• [Exercise details]:
Search the entries for the word "items" and copy each line that has it.

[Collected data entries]
◇ ◇ ◇
use serde_json::Value;
use crate::core::error::IngestError;
use crate::core::note::Note;

/// One line of ingestion input, classified by its JSON shape.
///
/// ```text
/// {"id":..,"pubkey":..,..}            RawNote
/// {"event":{..}} / {"note":{..}}      WrappedEvent
/// ["EVENT",{..}]                      WrappedEvent (client message)
/// ["EVENT","<sub id>",{..}]           WrappedEvent (relay message)
/// ```
#[derive(Debug, Clone, PartialEq, Eq)]
pub enum Envelope {
    RawNote(Note),
    WrappedEvent {
        subscription: Option<String>,
        note: Note,
    },
}

impl Envelope {
    pub fn parse(line: &str) -> Result<Envelope, IngestError> {
        let value: Value = serde_json::from_str(line)
            .map_err(|e| IngestError::MalformedInput(format!("invalid json: {}", e)))?;

        match value {
            Value::Object(mut object) => {
                if object.contains_key("id") {
                    return Ok(Envelope::RawNote(note_from(Value::Object(object))?));
                }
                let inner = object
                    .remove("event")
                    .or_else(|| object.remove("note"))
                    .ok_or_else(|| malformed("object is neither a note nor a wrapper"))?;
                Ok(Envelope::WrappedEvent {
                    subscription: None,
                    note: note_from(inner)?,
                })
            }
            Value::Array(items) => parse_message(items),
            _ => Err(malformed("expected a JSON object or array")),
        }
    }

    pub fn note(&self) -> &Note {
        match self {
            Envelope::RawNote(note) => note,
            Envelope::WrappedEvent { note, .. } => note,
        }
    }

    pub fn into_note(self) -> Note {
        match self {
            Envelope::RawNote(note) => note,
            Envelope::WrappedEvent { note, .. } => note,
        }
    }
}

fn parse_message(items: Vec<Value>) -> Result<Envelope, IngestError> {
    let mut items = items.into_iter();
    match items.next() {
        Some(Value::String(tag)) if tag == "EVENT" => {}
        _ => return Err(malformed("array is not an EVENT message")),
    }

    let (subscription, note) = match (items.next(), items.next()) {
        (Some(Value::String(sub)), Some(note)) => (Some(sub), note),
        (Some(note @ Value::Object(_)), None) => (None, note),
        _ => return Err(malformed("EVENT message has no note")),
    };
    if items.next().is_some() {
        return Err(malformed("EVENT message has trailing elements"));
    }

    Ok(Envelope::WrappedEvent {
        subscription,
        note: note_from(note)?,
    })
}

fn note_from(value: Value) -> Result<Note, IngestError> {
    serde_json::from_value(value)
        .map_err(|e| IngestError::MalformedInput(format!("invalid note: {}", e)))
}

fn malformed(reason: &str) -> IngestError {
    IngestError::MalformedInput(reason.to_string())
}

#[cfg(test)]
mod tests {
    use super::*;

    fn note_json() -> String {
        format!(
            r#"{{"id":"{}","pubkey":"{}","created_at":5,"kind":1,"tags":[["t","x"]],"content":"hi","sig":"{}"}}"#,
            "aa".repeat(32),
            "bb".repeat(32),
            "cc".repeat(64)
        )
    }

    #[test]
    fn detects_every_shape() {
        let note = note_json();

        let raw = Envelope::parse(&note).unwrap();
        assert!(matches!(raw, Envelope::RawNote(_)));
        assert_eq!(raw.note().created_at, 5);

        let relay = Envelope::parse(&format!(r#"["EVENT","sub1",{}]"#, note)).unwrap();
        assert_eq!(
            relay,
            Envelope::WrappedEvent {
                subscription: Some("sub1".into()),
                note: raw.note().clone(),
            }
        );

        let client = Envelope::parse(&format!(r#"["EVENT",{}]"#, note)).unwrap();
        assert!(matches!(client, Envelope::WrappedEvent { subscription: None, .. }));

        for key in ["event", "note"] {
            let wrapped = Envelope::parse(&format!(r#"{{"{}":{}}}"#, key, note)).unwrap();
            assert_eq!(wrapped.into_note(), raw.note().clone());
        }
    }

    #[test]
    fn rejects_other_shapes() {
        let note = note_json();
        let bad = [
            "not json".to_string(),
            "42".to_string(),
            r#"["REQ","sub",{}]"#.to_string(),
            r#"["EVENT"]"#.to_string(),
            r#"{"other":{}}"#.to_string(),
            format!(r#"["EVENT","sub",{},1]"#, note),
            note[..note.len() - 10].to_string(),
        ];
        for line in bad {
            assert!(
                matches!(Envelope::parse(&line), Err(IngestError::MalformedInput(_))),
                "{}",
                line
            );
        }
    }
}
◇ ◇ ◇
• [Problem solution]:
            Value::Array(items) => parse_message(items),
fn parse_message(items: Vec<Value>) -> Result<Envelope, IngestError> {
    let mut items = items.into_iter();
    match items.next() {
    let (subscription, note) = match (items.next(), items.next()) {
    if items.next().is_some() {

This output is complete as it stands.